Regarding duration of illness, one might think a prolonged course of illness would result in a longer, more intimate relationship with a doctor, and thus more positive regard toward them. However, data from our study indicate that patients are less likely to draw their doctor in a positive light and also less likely to feel "strong/confident" when with their doctor. This may reflect the nature of their illness and the inability of doctors to cure their ailment.

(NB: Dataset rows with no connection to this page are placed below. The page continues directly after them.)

//! Game session: the single owner of all mutable game state
//!
//! A move runs engine → score → history → spawn → terminal check → save.
//! Storage failures are logged and otherwise ignored; the in-memory state
//! stays authoritative for the life of the process.

use rand_pcg::Pcg32;

use crate::consts::{MOVE_SPAWN_MAX, MOVE_SPAWN_MIN, NEW_GAME_SPAWN_MAX, NEW_GAME_SPAWN_MIN};
use crate::leaderboard::{Leaderboard, LeaderboardRecord};
use crate::persistence::{self, KeyValueStore, StorageError, records};
use crate::platform;
use crate::settings::Settings;
use crate::sim::{
    self, Board, Direction, GameState, MoveResult, RngState, UndoHistory, has_moves_available,
    spawn_count, spawn_tiles,
};

pub struct Game<S: KeyValueStore> {
    state: GameState,
    history: UndoHistory,
    rng: Pcg32,
    store: S,
    settings: Settings,
    leaderboard: Leaderboard,
    best_score: u64,
    /// The finished game's score was already recorded
    score_submitted: bool,
}

impl<S: KeyValueStore> Game<S> {
    /// Resume the persisted session, or start a fresh one
    pub fn new(store: S, settings: Settings) -> Self {
        let seed = settings.resolve_seed();
        log::info!("Session seed: {}", seed);

        let leaderboard = Leaderboard::load(&store, &settings.leaderboard_key);
        let mut game = Self {
            state: GameState::new(),
            history: UndoHistory::new(),
            rng: RngState::new(seed).to_rng(),
            best_score: leaderboard.best_score(),
            leaderboard,
            store,
            settings,
            score_submitted: false,
        };

        match persistence::load_session(&game.store, &game.settings.session_key) {
            Some(restored) => {
                game.state = restored.state;
                if let Some(snapshot) = restored.last_undo {
                    game.history.push(snapshot);
                }
                // A game that was already over when saved can't be submitted again
                game.score_submitted = game.state.is_over;
                log::info!(
                    "Restored session (score {}, over: {})",
                    game.state.score,
                    game.state.is_over
                );
            }
            None => game.start_new_game(),
        }

        game
    }

    /// Clear the board and spawn 1-3 starting tiles
    pub fn start_new_game(&mut self) {
        self.state.reset();
        self.history.clear();
        self.score_submitted = false;

        let count = spawn_count(&mut self.rng, NEW_GAME_SPAWN_MIN, NEW_GAME_SPAWN_MAX);
        spawn_tiles(&mut self.state.board, count, &mut self.rng);
        log::info!("Started new game with {} tiles", count);

        self.persist();
    }

    /// Slide all tiles toward `direction`
    pub fn apply_move(&mut self, direction: Direction) -> MoveResult {
        if self.state.is_over {
            return MoveResult::unmoved();
        }

        let before = self.state.snapshot();
        let outcome = sim::apply_move(&self.state.board, direction);
        if !outcome.moved {
            log::debug!("Move {} blocked", direction.as_str());
            return MoveResult::unmoved();
        }

        self.state.board = outcome.board;
        self.state.score += outcome.score_gained;
        self.history.push(before);

        let count = spawn_count(&mut self.rng, MOVE_SPAWN_MIN, MOVE_SPAWN_MAX);
        let spawned = spawn_tiles(&mut self.state.board, count, &mut self.rng);

        if !has_moves_available(&self.state.board) {
            self.state.is_over = true;
            log::info!("Game over with score {}", self.state.score);
        }

        log::debug!(
            "Move {}: +{} (score {}), spawned {}",
            direction.as_str(),
            outcome.score_gained,
            self.state.score,
            spawned.len()
        );

        self.persist();

        MoveResult {
            moved: true,
            score_gained: outcome.score_gained,
            spawned,
            game_over: self.state.is_over,
        }
    }

    /// Step back one move; false if there is nothing to undo
    pub fn undo(&mut self) -> bool {
        if self.state.is_over {
            return false;
        }
        let Some(snapshot) = self.history.pop() else {
            return false;
        };

        self.state.restore(&snapshot);
        self.persist();
        true
    }

    /// Record the finished game's score under `name`
    ///
    /// Only allowed once per finished game; returns None otherwise.
    pub fn submit_score(&mut self, name: &str) -> Option<Vec<LeaderboardRecord>> {
        if !self.state.is_over || self.score_submitted {
            return None;
        }
        self.score_submitted = true;
        Some(self.add_leaderboard_record(name, self.state.score))
    }

    /// Add a record stamped with the current local time
    pub fn add_leaderboard_record(&mut self, name: &str, score: u64) -> Vec<LeaderboardRecord> {
        self.refresh_leaderboard();

        if let Some(rank) = self
            .leaderboard
            .add_record(name, score, platform::local_timestamp())
        {
            log::info!("New leaderboard entry at rank {}", rank);
        }
        if let Err(e) = self
            .leaderboard
            .save(&mut self.store, &self.settings.leaderboard_key)
        {
            log::warn!("Leaderboard save failed: {}", e);
        }

        if score > self.best_score {
            self.best_score = score;
        }
        self.leaderboard.entries().to_vec()
    }

    /// Write the session now, reporting failure to the caller
    pub fn save(&mut self) -> Result<(), StorageError> {
        persistence::save_session(
            &mut self.store,
            &self.settings.session_key,
            &self.state,
            self.history.top(),
        )
    }

    fn persist(&mut self) {
        if let Err(e) = self.save() {
            log::warn!("Session save failed: {}", e);
        }
    }

    // Pick up the stored list; keep the in-memory copy if storage can't be read
    fn refresh_leaderboard(&mut self) {
        match self.store.get_item(&self.settings.leaderboard_key) {
            Ok(Some(raw)) => {
                self.leaderboard = Leaderboard::from_records(records::decode_leaderboard(&raw));
            }
            Ok(None) => {}
            Err(e) => log::warn!("Leaderboard read failed: {}", e),
        }
    }

    pub fn state(&self) -> &GameState {
        &self.state
    }

    pub fn board(&self) -> &Board {
        &self.state.board
    }

    pub fn score(&self) -> u64 {
        self.state.score
    }

    pub fn is_over(&self) -> bool {
        self.state.is_over
    }

    pub fn can_undo(&self) -> bool {
        !self.state.is_over && !self.history.is_empty()
    }

    /// Whether the end-of-game score form should be offered
    pub fn can_submit_score(&self) -> bool {
        self.state.is_over && !self.score_submitted
    }

    pub fn history_len(&self) -> usize {
        self.history.len()
    }

    pub fn best_score(&self) -> u64 {
        self.best_score
    }

    pub fn max_tile(&self) -> u32 {
        self.state.board.max_tile()
    }

    pub fn leaderboard(&self) -> &[LeaderboardRecord] {
        self.leaderboard.entries()
    }

    pub fn settings(&self) -> &Settings {
        &self.settings
    }

    pub fn store(&self) -> &S {
        &self.store
    }

    pub fn into_store(self) -> S {
        self.store
    }
}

The more negative attitudes of orthopedic patients may be explained by the fact that these patients are accustomed to being healthy. They are unfamiliar with the medical environment and may see their injury as a nuisance or hindrance to their normal daily routine. The finding that orthopedic patients do not feel as "important" as other clinic patients may perhaps reflect the "benign" nature of their injuries as well as the behaviors and attitudes of their physicians. Because the injuries of recruited orthopedic subjects were amenable to treatment and not life-threatening, some orthopedists may underestimate the impact the situation has on their patients and may not invest themselves as much into understanding the patient and their concerns. On the other hand, oncology patients reported feeling the most important. This again may reflect the severity of condition and thus the amount of empathy physicians show their patients. Unlike otherwise healthy orthopedic patients, children with cystic fibrosis practically grow up with doctors as part of their family. Despite the average lifespan of CF being around 32 years, patients reported being "hopeful" more than any other clinic group. This may reflect the close relationship and trust that CF children have in their doctors and their subsequent hope that they will find a way to cure them.
This study was a rare opportunity for pediatric patients to give their side of the doctor-patient relationship. Knowledge of variables affecting children's attitudes toward physicians may lead to improvements in treatment compliance, subjective distress, and pro-health behaviors of these clinical populations.